Hayata başlangıç boş bir tahta mıdır?
Doğru soruları sorarak ilerlersek belki cevaplara biraz daha yaklaşabiliriz. Doğduğumuz aile, ailenin soy ağacı, soydaki travmalar, göçler, doğduğumuz toprak ve kollektif bilinçaltı ile tüm insanlığın biriktirdiği hayatta kalmaya yarayan bilgiler genetik yapımızı şekillendiriyor.
Boş bir tahta olmayan anne karnındaki fetüs bütün yüklerle gözlerini açıyor dünyaya. İlk stresimiz bu oluyor aslında: hayatta kalabilmek, bakım görebilmek ve beslenebilmek. Genetik yükümüz, doğduğumuz topraklar ve bu toprakların getirdiği kültür içerisinde ne kadar birey olabiliyoruz? Kültürümüz ve travmalarımız bireyselliğimize ne kadar izin veriyor ise o kadar var oluyoruz ve var ediyoruz kendimizi. Aslında biricikliği içerisinde tek başına var olmayacak olan insan bir o kadar da sosyal bir varlık. İşte burada karşımıza çıkan ikircikli yapı erken erişkinlikte gelen farkındalıkla bir stres kaynağıdır. Kimliğimizi içinde bulunduğumuz coğrafya, aile ve kültür ile tanımlarken biricikliğimize sahip çıkmaya çalışmak belki de en zor adımlardan biridir. Kimimiz ilk depresyon belirtilerini işte bu aşamada yaşamaya başlar. Seçimlerimizle varoluşumuzu tanımlayıp özgür olduğumuzu söylerken özgür değiliz aslında…Her seçimimizde, atalarımızdan gelen travmatik yükler ve genetik mirasımız görünmeyen gölgelerimizdir.
İşte tam da burada, doğarken tutmaya başladığımız yasın farkına varmak, seçimlere bir tüm güçlülükle yaklaşmamak, tek başımayım ve tek başıma mükemmelim değil de doğduğumuz ve yaşadığımız sosyal ağın bir parçasıyım diyebilmektir esneklik. Yaşamın tüm sorumluluğunu alırken, bu sorumluluğu yaşadığımız aile, sosyal çevre ve kültürle paylaşmaktır akışta olmak. Hissedebildiğimiz ve farkına vardığımız her duygunun aidiyet duygusunu arttırması ile yaşamdaki zorluklarda aslında yalnız olmadığımızı bir bütünün parçası olduğumuzu hatırlamaktır önemli olan.
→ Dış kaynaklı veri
//! Structural checks on built hierarchies.
//!
//! [`validate_tree_structure`] verifies that a node set is the tree its
//! identifiers describe; [`HealthCheck`] wraps it with a few shape figures.
//!
//! ```rust,ignore
//! use arbor::hierarchy::validate::HealthCheck;
//!
//! let health = hierarchy.health_check();
//! if !health.is_healthy() {
//!     eprintln!("{health}");
//! }
//! ```

use std::collections::HashSet;
use std::fmt;

use super::hierarchy::Hierarchy;
use super::node::NodeIdx;
use super::tree::NodeSet;
use crate::id;

/// How bad an issue is.
#[derive(Debug, Clone, Copy, PartialEq, Eq, PartialOrd, Ord, Hash)]
pub enum Severity {
    /// Worth knowing, not a defect.
    Info,
    /// A broken tree invariant.
    Error,
    /// The set cannot be walked as a tree from its root.
    Critical,
}

/// The invariant an issue breaks.
#[derive(Debug, Clone, Copy, PartialEq, Eq, Hash)]
pub enum IssueKind {
    /// The designated root handle is outside the arena.
    RootOutOfBounds,
    /// No node is parentless.
    NoRoot,
    /// More than one node is parentless.
    ExtraRoots,
    /// The designated root has a parent.
    RootHasParent,
    /// A parent or child handle points outside the arena.
    DanglingLink,
    /// Parent and child disagree about their link.
    OneSidedLink,
    /// An edge joins identifiers that are not parent and child.
    EdgeAgainstId,
    /// An identifier occurs twice.
    DuplicateId,
    /// The arena is not in identifier order.
    Unsorted,
    /// Following child links from the root revisits a node.
    Cycle,
    /// Stored nodes that the root does not reach.
    Unreachable,
    /// Leaves without instances, such as breadth fillers.
    EmptyLeaves,
}

impl IssueKind {
    /// Severity attached to this kind.
    pub fn severity(self) -> Severity {
        match self {
            IssueKind::EmptyLeaves => Severity::Info,
            IssueKind::RootOutOfBounds | IssueKind::NoRoot | IssueKind::Cycle => {
                Severity::Critical
            }
            _ => Severity::Error,
        }
    }

    fn describe(self) -> &'static str {
        match self {
            IssueKind::RootOutOfBounds => "root handle out of bounds",
            IssueKind::NoRoot => "no parentless node",
            IssueKind::ExtraRoots => "several parentless nodes",
            IssueKind::RootHasParent => "root has a parent",
            IssueKind::DanglingLink => "link to a missing node",
            IssueKind::OneSidedLink => "one-sided parent/child link",
            IssueKind::EdgeAgainstId => "edge contradicts identifiers",
            IssueKind::DuplicateId => "duplicate identifier",
            IssueKind::Unsorted => "nodes out of identifier order",
            IssueKind::Cycle => "cycle below root",
            IssueKind::Unreachable => "nodes unreachable from root",
            IssueKind::EmptyLeaves => "empty leaves",
        }
    }
}

impl fmt::Display for IssueKind {
    fn fmt(&self, f: &mut fmt::Formatter<'_>) -> fmt::Result {
        f.write_str(self.describe())
    }
}

/// One broken (or noteworthy) invariant.
#[derive(Debug, Clone, PartialEq, Eq)]
pub struct ValidationIssue {
    /// What is wrong.
    pub kind: IssueKind,
    /// The node it was found at, when there is a single one.
    pub node_id: Option<String>,
    /// Free-form specifics.
    pub detail: String,
}

impl fmt::Display for ValidationIssue {
    fn fmt(&self, f: &mut fmt::Formatter<'_>) -> fmt::Result {
        write!(f, "{:?}: {}", self.kind.severity(), self.kind)?;
        if let Some(id) = &self.node_id {
            write!(f, " at {id}")?;
        }
        if !self.detail.is_empty() {
            write!(f, " ({})", self.detail)?;
        }
        Ok(())
    }
}

/// Every issue found by [`validate_tree_structure`], in discovery order.
#[derive(Debug, Clone, Default)]
pub struct ValidationReport {
    issues: Vec<ValidationIssue>,
}

impl ValidationReport {
    /// All issues.
    pub fn issues(&self) -> &[ValidationIssue] {
        &self.issues
    }

    /// No issue above [`Severity::Info`].
    pub fn is_healthy(&self) -> bool {
        self.issues
            .iter()
            .all(|i| i.kind.severity() == Severity::Info)
    }

    /// Whether any issue of `kind` was found.
    pub fn has(&self, kind: IssueKind) -> bool {
        self.issues.iter().any(|i| i.kind == kind)
    }

    /// Issues of `kind`.
    pub fn of_kind(&self, kind: IssueKind) -> impl Iterator<Item = &ValidationIssue> {
        self.issues.iter().filter(move |i| i.kind == kind)
    }

    fn push(&mut self, kind: IssueKind, node_id: Option<&str>, detail: impl Into<String>) {
        self.issues.push(ValidationIssue {
            kind,
            node_id: node_id.map(str::to_string),
            detail: detail.into(),
        });
    }
}

impl fmt::Display for ValidationReport {
    fn fmt(&self, f: &mut fmt::Formatter<'_>) -> fmt::Result {
        if self.issues.is_empty() {
            return write!(f, "no issues");
        }
        for issue in &self.issues {
            writeln!(f, "{issue}")?;
        }
        Ok(())
    }
}

/// Validation result plus shape figures of a hierarchy.
#[derive(Debug, Clone)]
pub struct HealthReport {
    /// Structural issues.
    pub validation: ValidationReport,
    /// Nodes stored.
    pub node_count: usize,
    /// Nodes without children.
    pub leaf_count: usize,
    /// Nodes without instances.
    pub empty_count: usize,
    /// Levels below the root (root alone = 0).
    pub max_depth: usize,
}

impl HealthReport {
    /// See [`ValidationReport::is_healthy`].
    pub fn is_healthy(&self) -> bool {
        self.validation.is_healthy()
    }
}

impl fmt::Display for HealthReport {
    fn fmt(&self, f: &mut fmt::Formatter<'_>) -> fmt::Result {
        writeln!(
            f,
            "{} nodes, {} leaves, {} empty, depth {}",
            self.node_count, self.leaf_count, self.empty_count, self.max_depth
        )?;
        write!(f, "{}", self.validation)
    }
}

/// Types that can check their own structure.
pub trait HealthCheck {
    /// Validate and summarize.
    fn health_check(&self) -> HealthReport;
}

impl HealthCheck for Hierarchy {
    fn health_check(&self) -> HealthReport {
        let nodes = self.nodes();
        let root_height = id::height(self.root().id());

        HealthReport {
            validation: validate_tree_structure(nodes, self.root_idx()),
            node_count: nodes.len(),
            leaf_count: nodes.iter().filter(|n| n.is_leaf()).count(),
            empty_count: nodes.iter().filter(|n| n.is_empty()).count(),
            max_depth: nodes
                .iter()
                .map(|n| id::height(n.id()).saturating_sub(root_height))
                .max()
                .unwrap_or(0),
        }
    }
}

/// Check `nodes` against the tree its identifiers describe, with `root` as
/// the designated root.
///
/// Reports every issue found rather than stopping at the first.
pub fn validate_tree_structure(nodes: &NodeSet, root: NodeIdx) -> ValidationReport {
    let mut report = ValidationReport::default();

    let Some(root_node) = nodes.get(root) else {
        report.push(IssueKind::RootOutOfBounds, None, format!("{root} of {}", nodes.len()));
        return report;
    };
    if root_node.parent().is_some() {
        report.push(IssueKind::RootHasParent, Some(root_node.id()), "");
    }

    let parentless: Vec<&str> = nodes
        .iter()
        .filter(|n| n.parent().is_none())
        .map(|n| n.id())
        .collect();
    match parentless.len() {
        0 => report.push(IssueKind::NoRoot, None, ""),
        1 => {}
        n => report.push(IssueKind::ExtraRoots, None, format!("{n}: {}", sample(&parentless))),
    }

    for idx in nodes.indices() {
        let node = &nodes[idx];

        if let Some(parent) = node.parent() {
            match nodes.get(parent) {
                None => report.push(IssueKind::DanglingLink, Some(node.id()), format!("parent {parent}")),
                Some(p) => {
                    if !p.children().contains(&idx) {
                        report.push(
                            IssueKind::OneSidedLink,
                            Some(node.id()),
                            format!("not listed by parent {}", p.id()),
                        );
                    }
                    if !id::is_parent_of(p.id(), node.id()) {
                        report.push(
                            IssueKind::EdgeAgainstId,
                            Some(node.id()),
                            format!("under {}", p.id()),
                        );
                    }
                }
            }
        }

        for &child in node.children() {
            match nodes.get(child) {
                None => report.push(IssueKind::DanglingLink, Some(node.id()), format!("child {child}")),
                Some(c) if c.parent() != Some(idx) => report.push(
                    IssueKind::OneSidedLink,
                    Some(c.id()),
                    format!("listed by {} but parent is elsewhere", node.id()),
                ),
                Some(_) => {}
            }
        }
    }

    let mut seen = HashSet::with_capacity(nodes.len());
    for node in nodes.iter() {
        if !seen.insert(node.id()) {
            report.push(IssueKind::DuplicateId, Some(node.id()), "");
        }
    }
    if !nodes.is_sorted() {
        report.push(IssueKind::Unsorted, None, "");
    }

    let reached = walk_from(nodes, root, &mut report);
    let unreachable: Vec<&str> = nodes
        .indices()
        .filter(|i| !reached.contains(i))
        .map(|i| nodes[i].id())
        .collect();
    if !unreachable.is_empty() {
        report.push(
            IssueKind::Unreachable,
            None,
            format!("{}: {}", unreachable.len(), sample(&unreachable)),
        );
    }

    let empty_leaves = nodes.iter().filter(|n| n.is_leaf() && n.is_empty()).count();
    if empty_leaves > 0 {
        report.push(IssueKind::EmptyLeaves, None, empty_leaves.to_string());
    }

    report
}

/// Nodes reached from `root` through child links. A revisit is reported as
/// a cycle and not followed.
fn walk_from(nodes: &NodeSet, root: NodeIdx, report: &mut ValidationReport) -> HashSet<NodeIdx> {
    let mut reached = HashSet::new();
    let mut stack = vec![root];
    let mut cyclic = false;

    while let Some(idx) = stack.pop() {
        let Some(node) = nodes.get(idx) else { continue };
        if !reached.insert(idx) {
            cyclic = true;
            continue;
        }
        stack.extend(node.children().iter().copied());
    }

    if cyclic {
        report.push(IssueKind::Cycle, Some(nodes[root].id()), "");
    }
    reached
}

fn sample(ids: &[&str]) -> String {
    let shown = ids.iter().take(5).copied().collect::<Vec<_>>().join(", ");
    if ids.len() > 5 {
        format!("{shown}, ...")
    } else {
        shown
    }
}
Geçmişle olan bağlantısallığımızı Muazzez İlmiye Çığ’ın o güzel kitaplarında görüyoruz tüm çıplaklığıyla. Sümer çocuğun kil tablette yazılı olan isyanı şimdiki çocukların ödev isyanından farkı var mıdır?
İşte bu nedenle hem biriciğiz hem de değiliz. Atom altı parçacıklar gibiyiz aslında, sürekli çarpışan ve yeniden oluşan.
Günlük yaşamda unuttuğumuz ama hatırlamamız gereken en önemli şeylerden biri de bütünün olmazsa olmaz bir parçası olduğumuz gerçeğidir.